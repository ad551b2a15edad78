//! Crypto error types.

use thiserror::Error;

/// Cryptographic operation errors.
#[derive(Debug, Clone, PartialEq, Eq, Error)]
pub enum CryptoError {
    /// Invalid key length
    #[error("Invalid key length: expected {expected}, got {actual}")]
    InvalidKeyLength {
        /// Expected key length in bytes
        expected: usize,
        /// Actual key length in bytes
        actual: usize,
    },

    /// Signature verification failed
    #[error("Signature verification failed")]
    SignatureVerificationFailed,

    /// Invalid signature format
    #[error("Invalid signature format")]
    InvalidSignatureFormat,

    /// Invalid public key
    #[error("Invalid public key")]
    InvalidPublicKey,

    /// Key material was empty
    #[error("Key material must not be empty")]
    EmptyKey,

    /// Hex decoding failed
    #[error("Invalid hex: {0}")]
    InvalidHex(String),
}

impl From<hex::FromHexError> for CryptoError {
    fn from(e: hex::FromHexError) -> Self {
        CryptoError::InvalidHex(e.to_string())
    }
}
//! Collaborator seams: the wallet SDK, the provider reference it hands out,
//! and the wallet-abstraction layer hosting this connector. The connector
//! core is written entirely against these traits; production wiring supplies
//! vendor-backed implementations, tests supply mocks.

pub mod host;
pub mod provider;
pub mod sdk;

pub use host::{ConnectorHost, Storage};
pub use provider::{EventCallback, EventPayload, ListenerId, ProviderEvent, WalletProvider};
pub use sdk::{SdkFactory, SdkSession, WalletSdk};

====

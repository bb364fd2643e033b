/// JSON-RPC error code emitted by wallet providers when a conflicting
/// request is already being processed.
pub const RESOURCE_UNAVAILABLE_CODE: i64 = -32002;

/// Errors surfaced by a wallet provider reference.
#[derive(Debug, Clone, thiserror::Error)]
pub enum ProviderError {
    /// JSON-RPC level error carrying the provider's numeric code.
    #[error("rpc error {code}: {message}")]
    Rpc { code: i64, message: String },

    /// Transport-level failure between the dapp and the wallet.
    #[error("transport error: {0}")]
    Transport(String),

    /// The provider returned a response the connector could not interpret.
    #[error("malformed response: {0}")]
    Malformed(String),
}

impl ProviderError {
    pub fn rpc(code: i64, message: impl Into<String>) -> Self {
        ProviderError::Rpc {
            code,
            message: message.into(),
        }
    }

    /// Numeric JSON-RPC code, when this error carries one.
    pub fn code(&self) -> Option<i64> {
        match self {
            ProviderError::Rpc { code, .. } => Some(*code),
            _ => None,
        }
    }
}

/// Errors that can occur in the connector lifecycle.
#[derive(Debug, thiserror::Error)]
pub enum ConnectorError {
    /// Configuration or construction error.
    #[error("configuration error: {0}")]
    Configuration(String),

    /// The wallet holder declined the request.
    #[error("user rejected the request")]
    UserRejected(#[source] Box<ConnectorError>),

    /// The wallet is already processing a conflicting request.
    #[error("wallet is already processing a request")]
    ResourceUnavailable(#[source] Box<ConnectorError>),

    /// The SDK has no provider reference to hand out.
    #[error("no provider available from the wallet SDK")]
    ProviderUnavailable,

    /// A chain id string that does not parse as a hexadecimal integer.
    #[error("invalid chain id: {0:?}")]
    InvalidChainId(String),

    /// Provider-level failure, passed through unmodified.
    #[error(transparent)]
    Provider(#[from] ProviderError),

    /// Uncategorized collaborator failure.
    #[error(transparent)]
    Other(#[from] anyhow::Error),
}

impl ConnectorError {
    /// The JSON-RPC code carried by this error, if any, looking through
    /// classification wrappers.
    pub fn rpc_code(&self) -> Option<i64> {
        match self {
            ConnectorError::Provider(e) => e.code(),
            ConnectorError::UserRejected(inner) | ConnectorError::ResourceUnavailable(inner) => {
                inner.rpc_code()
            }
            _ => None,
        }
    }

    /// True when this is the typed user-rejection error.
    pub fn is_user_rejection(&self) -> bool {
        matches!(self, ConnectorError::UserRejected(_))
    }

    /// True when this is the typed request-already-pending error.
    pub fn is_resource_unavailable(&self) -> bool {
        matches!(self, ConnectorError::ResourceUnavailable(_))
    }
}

====

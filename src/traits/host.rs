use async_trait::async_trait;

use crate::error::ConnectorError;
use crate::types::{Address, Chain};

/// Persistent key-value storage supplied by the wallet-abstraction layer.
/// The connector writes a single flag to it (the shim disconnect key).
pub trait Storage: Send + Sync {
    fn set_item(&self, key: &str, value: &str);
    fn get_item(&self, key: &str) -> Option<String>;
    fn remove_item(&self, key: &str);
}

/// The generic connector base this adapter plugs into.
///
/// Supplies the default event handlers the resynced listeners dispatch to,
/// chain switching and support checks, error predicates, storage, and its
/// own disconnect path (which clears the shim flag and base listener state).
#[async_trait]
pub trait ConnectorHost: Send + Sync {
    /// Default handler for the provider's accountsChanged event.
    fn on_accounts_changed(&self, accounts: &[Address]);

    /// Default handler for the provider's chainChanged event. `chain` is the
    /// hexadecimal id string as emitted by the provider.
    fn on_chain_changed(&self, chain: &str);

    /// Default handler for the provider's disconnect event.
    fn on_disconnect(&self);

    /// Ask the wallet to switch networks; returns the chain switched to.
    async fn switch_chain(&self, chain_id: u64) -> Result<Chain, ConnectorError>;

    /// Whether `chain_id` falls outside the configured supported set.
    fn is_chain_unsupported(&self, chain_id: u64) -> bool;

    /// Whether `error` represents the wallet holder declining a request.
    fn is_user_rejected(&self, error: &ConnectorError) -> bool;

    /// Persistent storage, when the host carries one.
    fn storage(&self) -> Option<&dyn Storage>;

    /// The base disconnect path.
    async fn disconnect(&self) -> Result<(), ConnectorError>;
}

====

Apply a filter for "ResourceUnavailable" to the data above, then copy each line that matches.

SOLUTION FOR THIS TASK:
    ResourceUnavailable(#[source] Box<ConnectorError>),
            ConnectorError::UserRejected(inner) | ConnectorError::ResourceUnavailable(inner) => {
        matches!(self, ConnectorError::ResourceUnavailable(_))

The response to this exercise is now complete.